The award-winning author, whose grandparents were among the sirdolaččat (“the displaced”) paints an intimate portrait of the Bággojohtin,-the forced displacement of the Indigenous Sámi community between 1919 to the 1930s. The author states that approximately three hundred people were displaced during this period and the displacements continued even until the 1950s in Sweden as people were moved from one herding community to another.

“One of the most frequently quoted Sámi proverbs says that the downy birch doesn't break in two; It merely bends. You bear your hurt alone, for breaking down want to make your daily life any easier. Your tears should fall unseen on your shawl. The philosophy of life revolves around the word birget- surviving and coping. Each year the reindeer must survive the winter: that is what matters not people's feelings.”

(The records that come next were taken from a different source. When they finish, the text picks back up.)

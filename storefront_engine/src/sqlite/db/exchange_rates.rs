use sqlx::SqliteConnection;

use crate::{db_types::ExchangeRate, traits::ExchangeRateError};

pub async fn fetch_last_rate(currency: &str, conn: &mut SqliteConnection) -> Result<ExchangeRate, ExchangeRateError> {
    let currency = currency.to_ascii_uppercase();
    let result: Option<ExchangeRate> = sqlx::query_as(
        r#"
            SELECT base_currency, rate, updated_at FROM exchange_rates
            WHERE base_currency = $1
            ORDER BY updated_at DESC, id DESC
            LIMIT 1
        "#,
    )
    .bind(currency.as_str())
    .fetch_optional(conn)
    .await?;
    result.ok_or(ExchangeRateError::RateDoesNotExist(currency))
}

pub async fn set_exchange_rate(rate: &ExchangeRate, conn: &mut SqliteConnection) -> Result<(), ExchangeRateError> {
    if !rate.rate.is_positive() {
        return Err(ExchangeRateError::InvalidRate(format!("{} for {}", rate.rate, rate.base_currency)));
    }
    sqlx::query("INSERT INTO exchange_rates (base_currency, rate) VALUES ($1, $2)")
        .bind(rate.base_currency.to_ascii_uppercase())
        .bind(rate.rate)
        .execute(conn)
        .await?;
    Ok(())
}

Traditionally, the Sámi reindeer herding community divided their time between the Norwegian coast in the summers and then migrated inland to their winter pastures in Sweden. The Reindeer Grazing Conventions of 1919 signed between Sweden and Norway restricted the number of reindeer crossing the border, which marked the beginning of the displacement of the community for whom reindeer herding was their way of life. The Norwegian government wanted the land for agriculture and more importantly, wanted a country for Norwegian citizens and they viewed the Sámi as “a red rag to the Norwegian state” whom they believed didn’t belong despite having lived there for generations.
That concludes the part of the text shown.